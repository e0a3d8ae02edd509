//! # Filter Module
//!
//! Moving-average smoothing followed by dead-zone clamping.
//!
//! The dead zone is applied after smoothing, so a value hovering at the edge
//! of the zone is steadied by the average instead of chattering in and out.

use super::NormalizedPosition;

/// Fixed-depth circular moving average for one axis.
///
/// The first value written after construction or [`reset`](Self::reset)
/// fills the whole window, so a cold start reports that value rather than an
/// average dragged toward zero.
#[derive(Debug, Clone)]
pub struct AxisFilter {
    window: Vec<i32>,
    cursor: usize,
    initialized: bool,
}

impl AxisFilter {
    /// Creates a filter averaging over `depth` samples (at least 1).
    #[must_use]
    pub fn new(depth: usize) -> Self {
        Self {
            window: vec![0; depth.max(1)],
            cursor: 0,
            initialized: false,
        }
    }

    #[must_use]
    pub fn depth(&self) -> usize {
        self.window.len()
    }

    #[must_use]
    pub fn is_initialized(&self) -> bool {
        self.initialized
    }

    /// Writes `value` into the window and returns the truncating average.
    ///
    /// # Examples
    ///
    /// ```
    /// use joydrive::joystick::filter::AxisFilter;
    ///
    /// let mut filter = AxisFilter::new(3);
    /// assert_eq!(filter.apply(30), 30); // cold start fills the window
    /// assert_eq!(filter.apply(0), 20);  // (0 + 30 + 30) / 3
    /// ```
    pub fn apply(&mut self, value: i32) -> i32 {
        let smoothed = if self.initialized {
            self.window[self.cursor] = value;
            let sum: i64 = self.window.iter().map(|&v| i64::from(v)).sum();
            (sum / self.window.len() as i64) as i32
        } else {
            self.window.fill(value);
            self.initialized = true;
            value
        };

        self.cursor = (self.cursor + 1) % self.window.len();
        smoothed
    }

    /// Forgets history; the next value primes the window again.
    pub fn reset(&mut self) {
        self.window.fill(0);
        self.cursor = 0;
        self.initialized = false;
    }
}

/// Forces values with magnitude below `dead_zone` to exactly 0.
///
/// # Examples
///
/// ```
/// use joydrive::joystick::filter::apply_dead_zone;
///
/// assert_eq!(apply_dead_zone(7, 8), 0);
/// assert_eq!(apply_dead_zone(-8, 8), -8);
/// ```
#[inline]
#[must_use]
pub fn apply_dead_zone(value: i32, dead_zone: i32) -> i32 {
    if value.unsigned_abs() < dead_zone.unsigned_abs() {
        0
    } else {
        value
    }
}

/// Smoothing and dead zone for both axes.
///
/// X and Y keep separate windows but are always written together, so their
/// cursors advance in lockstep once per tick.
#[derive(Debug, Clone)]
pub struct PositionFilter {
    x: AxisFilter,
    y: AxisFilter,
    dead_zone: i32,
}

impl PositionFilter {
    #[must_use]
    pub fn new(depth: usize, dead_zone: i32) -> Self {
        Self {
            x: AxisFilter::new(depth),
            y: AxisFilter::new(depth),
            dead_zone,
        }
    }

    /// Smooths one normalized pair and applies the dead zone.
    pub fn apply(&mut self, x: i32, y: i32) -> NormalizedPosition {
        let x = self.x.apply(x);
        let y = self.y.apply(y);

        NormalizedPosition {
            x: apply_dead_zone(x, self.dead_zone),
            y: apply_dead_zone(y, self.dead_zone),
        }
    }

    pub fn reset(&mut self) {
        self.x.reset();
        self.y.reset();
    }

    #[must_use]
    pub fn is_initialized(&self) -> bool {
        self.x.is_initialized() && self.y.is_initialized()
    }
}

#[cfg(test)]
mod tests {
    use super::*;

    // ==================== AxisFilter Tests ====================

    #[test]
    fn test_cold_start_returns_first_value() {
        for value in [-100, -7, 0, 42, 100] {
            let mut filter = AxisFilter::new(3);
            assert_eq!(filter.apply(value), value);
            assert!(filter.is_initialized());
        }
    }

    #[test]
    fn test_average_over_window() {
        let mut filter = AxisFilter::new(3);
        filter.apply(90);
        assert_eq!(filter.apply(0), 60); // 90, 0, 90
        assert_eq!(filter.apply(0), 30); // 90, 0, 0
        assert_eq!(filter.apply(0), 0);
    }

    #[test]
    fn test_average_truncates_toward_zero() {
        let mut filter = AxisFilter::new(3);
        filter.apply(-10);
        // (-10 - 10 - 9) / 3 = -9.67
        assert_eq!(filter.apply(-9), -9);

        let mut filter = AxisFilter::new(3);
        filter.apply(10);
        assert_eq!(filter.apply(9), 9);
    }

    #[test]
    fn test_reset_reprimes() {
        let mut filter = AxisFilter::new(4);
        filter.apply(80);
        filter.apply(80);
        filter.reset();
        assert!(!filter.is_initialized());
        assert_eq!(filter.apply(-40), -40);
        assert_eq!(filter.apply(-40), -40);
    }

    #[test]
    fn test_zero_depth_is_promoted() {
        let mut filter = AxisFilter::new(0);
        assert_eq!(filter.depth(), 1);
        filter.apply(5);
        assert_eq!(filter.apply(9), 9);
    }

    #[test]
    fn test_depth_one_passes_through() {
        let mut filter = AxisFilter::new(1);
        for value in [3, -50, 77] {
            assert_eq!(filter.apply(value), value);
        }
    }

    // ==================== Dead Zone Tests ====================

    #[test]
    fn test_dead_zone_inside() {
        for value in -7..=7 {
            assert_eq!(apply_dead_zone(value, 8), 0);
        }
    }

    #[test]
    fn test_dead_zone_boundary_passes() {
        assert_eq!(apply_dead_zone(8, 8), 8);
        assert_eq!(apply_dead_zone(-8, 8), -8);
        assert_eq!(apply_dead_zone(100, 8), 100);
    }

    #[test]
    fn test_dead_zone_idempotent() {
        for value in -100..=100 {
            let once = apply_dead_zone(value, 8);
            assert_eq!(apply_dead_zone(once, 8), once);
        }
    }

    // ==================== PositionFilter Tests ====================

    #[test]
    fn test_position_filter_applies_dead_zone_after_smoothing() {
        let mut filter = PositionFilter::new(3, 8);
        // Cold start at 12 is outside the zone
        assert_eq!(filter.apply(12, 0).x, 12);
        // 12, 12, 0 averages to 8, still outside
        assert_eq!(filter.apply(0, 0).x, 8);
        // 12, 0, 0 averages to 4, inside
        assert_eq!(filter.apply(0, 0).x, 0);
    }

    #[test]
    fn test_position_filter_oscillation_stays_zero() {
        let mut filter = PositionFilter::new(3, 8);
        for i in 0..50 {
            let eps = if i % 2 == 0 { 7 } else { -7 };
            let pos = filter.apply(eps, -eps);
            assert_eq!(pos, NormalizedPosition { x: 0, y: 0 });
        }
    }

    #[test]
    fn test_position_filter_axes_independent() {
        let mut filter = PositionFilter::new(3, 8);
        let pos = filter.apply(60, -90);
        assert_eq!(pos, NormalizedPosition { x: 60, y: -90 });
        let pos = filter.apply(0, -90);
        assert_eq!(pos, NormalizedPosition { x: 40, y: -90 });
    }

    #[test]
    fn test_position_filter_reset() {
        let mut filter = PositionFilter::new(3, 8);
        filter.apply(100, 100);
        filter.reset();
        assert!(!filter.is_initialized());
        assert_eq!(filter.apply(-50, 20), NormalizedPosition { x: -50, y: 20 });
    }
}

How to complete this task:
Nothing in the material above may be skipped, so reproduce it all exactly.

Response below:
repository e0a3d8ae02edd509
//! # Filter Module
//!
//! Moving-average smoothing followed by dead-zone clamping.
//!
//! The dead zone is applied after smoothing, so a value hovering at the edge
//! of the zone is steadied by the average instead of chattering in and out.

use super::NormalizedPosition;

/// Fixed-depth circular moving average for one axis.
///
/// The first value written after construction or [`reset`](Self::reset)
/// fills the whole window, so a cold start reports that value rather than an
/// average dragged toward zero.
#[derive(Debug, Clone)]
pub struct AxisFilter {
    window: Vec<i32>,
    cursor: usize,
    initialized: bool,
}

impl AxisFilter {
    /// Creates a filter averaging over `depth` samples (at least 1).
    #[must_use]
    pub fn new(depth: usize) -> Self {
        Self {
            window: vec![0; depth.max(1)],
            cursor: 0,
            initialized: false,
        }
    }

    #[must_use]
    pub fn depth(&self) -> usize {
        self.window.len()
    }

    #[must_use]
    pub fn is_initialized(&self) -> bool {
        self.initialized
    }

    /// Writes `value` into the window and returns the truncating average.
    ///
    /// # Examples
    ///
    /// ```
    /// use joydrive::joystick::filter::AxisFilter;
    ///
    /// let mut filter = AxisFilter::new(3);
    /// assert_eq!(filter.apply(30), 30); // cold start fills the window
    /// assert_eq!(filter.apply(0), 20);  // (0 + 30 + 30) / 3
    /// ```
    pub fn apply(&mut self, value: i32) -> i32 {
        let smoothed = if self.initialized {
            self.window[self.cursor] = value;
            let sum: i64 = self.window.iter().map(|&v| i64::from(v)).sum();
            (sum / self.window.len() as i64) as i32
        } else {
            self.window.fill(value);
            self.initialized = true;
            value
        };

        self.cursor = (self.cursor + 1) % self.window.len();
        smoothed
    }

    /// Forgets history; the next value primes the window again.
    pub fn reset(&mut self) {
        self.window.fill(0);
        self.cursor = 0;
        self.initialized = false;
    }
}

/// Forces values with magnitude below `dead_zone` to exactly 0.
///
/// # Examples
///
/// ```
/// use joydrive::joystick::filter::apply_dead_zone;
///
/// assert_eq!(apply_dead_zone(7, 8), 0);
/// assert_eq!(apply_dead_zone(-8, 8), -8);
/// ```
#[inline]
#[must_use]
pub fn apply_dead_zone(value: i32, dead_zone: i32) -> i32 {
    if value.unsigned_abs() < dead_zone.unsigned_abs() {
        0
    } else {
        value
    }
}

/// Smoothing and dead zone for both axes.
///
/// X and Y keep separate windows but are always written together, so their
/// cursors advance in lockstep once per tick.
#[derive(Debug, Clone)]
pub struct PositionFilter {
    x: AxisFilter,
    y: AxisFilter,
    dead_zone: i32,
}

impl PositionFilter {
    #[must_use]
    pub fn new(depth: usize, dead_zone: i32) -> Self {
        Self {
            x: AxisFilter::new(depth),
            y: AxisFilter::new(depth),
            dead_zone,
        }
    }

    /// Smooths one normalized pair and applies the dead zone.
    pub fn apply(&mut self, x: i32, y: i32) -> NormalizedPosition {
        let x = self.x.apply(x);
        let y = self.y.apply(y);

        NormalizedPosition {
            x: apply_dead_zone(x, self.dead_zone),
            y: apply_dead_zone(y, self.dead_zone),
        }
    }

    pub fn reset(&mut self) {
        self.x.reset();
        self.y.reset();
    }

    #[must_use]
    pub fn is_initialized(&self) -> bool {
        self.x.is_initialized() && self.y.is_initialized()
    }
}

#[cfg(test)]
mod tests {
    use super::*;

    // ==================== AxisFilter Tests ====================

    #[test]
    fn test_cold_start_returns_first_value() {
        for value in [-100, -7, 0, 42, 100] {
            let mut filter = AxisFilter::new(3);
            assert_eq!(filter.apply(value), value);
            assert!(filter.is_initialized());
        }
    }

    #[test]
    fn test_average_over_window() {
        let mut filter = AxisFilter::new(3);
        filter.apply(90);
        assert_eq!(filter.apply(0), 60); // 90, 0, 90
        assert_eq!(filter.apply(0), 30); // 90, 0, 0
        assert_eq!(filter.apply(0), 0);
    }

    #[test]
    fn test_average_truncates_toward_zero() {
        let mut filter = AxisFilter::new(3);
        filter.apply(-10);
        // (-10 - 10 - 9) / 3 = -9.67
        assert_eq!(filter.apply(-9), -9);

        let mut filter = AxisFilter::new(3);
        filter.apply(10);
        assert_eq!(filter.apply(9), 9);
    }

    #[test]
    fn test_reset_reprimes() {
        let mut filter = AxisFilter::new(4);
        filter.apply(80);
        filter.apply(80);
        filter.reset();
        assert!(!filter.is_initialized());
        assert_eq!(filter.apply(-40), -40);
        assert_eq!(filter.apply(-40), -40);
    }

    #[test]
    fn test_zero_depth_is_promoted() {
        let mut filter = AxisFilter::new(0);
        assert_eq!(filter.depth(), 1);
        filter.apply(5);
        assert_eq!(filter.apply(9), 9);
    }

    #[test]
    fn test_depth_one_passes_through() {
        let mut filter = AxisFilter::new(1);
        for value in [3, -50, 77] {
            assert_eq!(filter.apply(value), value);
        }
    }

    // ==================== Dead Zone Tests ====================

    #[test]
    fn test_dead_zone_inside() {
        for value in -7..=7 {
            assert_eq!(apply_dead_zone(value, 8), 0);
        }
    }

    #[test]
    fn test_dead_zone_boundary_passes() {
        assert_eq!(apply_dead_zone(8, 8), 8);
        assert_eq!(apply_dead_zone(-8, 8), -8);
        assert_eq!(apply_dead_zone(100, 8), 100);
    }

    #[test]
    fn test_dead_zone_idempotent() {
        for value in -100..=100 {
            let once = apply_dead_zone(value, 8);
            assert_eq!(apply_dead_zone(once, 8), once);
        }
    }

    // ==================== PositionFilter Tests ====================

    #[test]
    fn test_position_filter_applies_dead_zone_after_smoothing() {
        let mut filter = PositionFilter::new(3, 8);
        // Cold start at 12 is outside the zone
        assert_eq!(filter.apply(12, 0).x, 12);
        // 12, 12, 0 averages to 8, still outside
        assert_eq!(filter.apply(0, 0).x, 8);
        // 12, 0, 0 averages to 4, inside
        assert_eq!(filter.apply(0, 0).x, 0);
    }

    #[test]
    fn test_position_filter_oscillation_stays_zero() {
        let mut filter = PositionFilter::new(3, 8);
        for i in 0..50 {
            let eps = if i % 2 == 0 { 7 } else { -7 };
            let pos = filter.apply(eps, -eps);
            assert_eq!(pos, NormalizedPosition { x: 0, y: 0 });
        }
    }

    #[test]
    fn test_position_filter_axes_independent() {
        let mut filter = PositionFilter::new(3, 8);
        let pos = filter.apply(60, -90);
        assert_eq!(pos, NormalizedPosition { x: 60, y: -90 });
        let pos = filter.apply(0, -90);
        assert_eq!(pos, NormalizedPosition { x: 40, y: -90 });
    }

    #[test]
    fn test_position_filter_reset() {
        let mut filter = PositionFilter::new(3, 8);
        filter.apply(100, 100);
        filter.reset();
        assert!(!filter.is_initialized());
        assert_eq!(filter.apply(-50, 20), NormalizedPosition { x: -50, y: 20 });
    }
}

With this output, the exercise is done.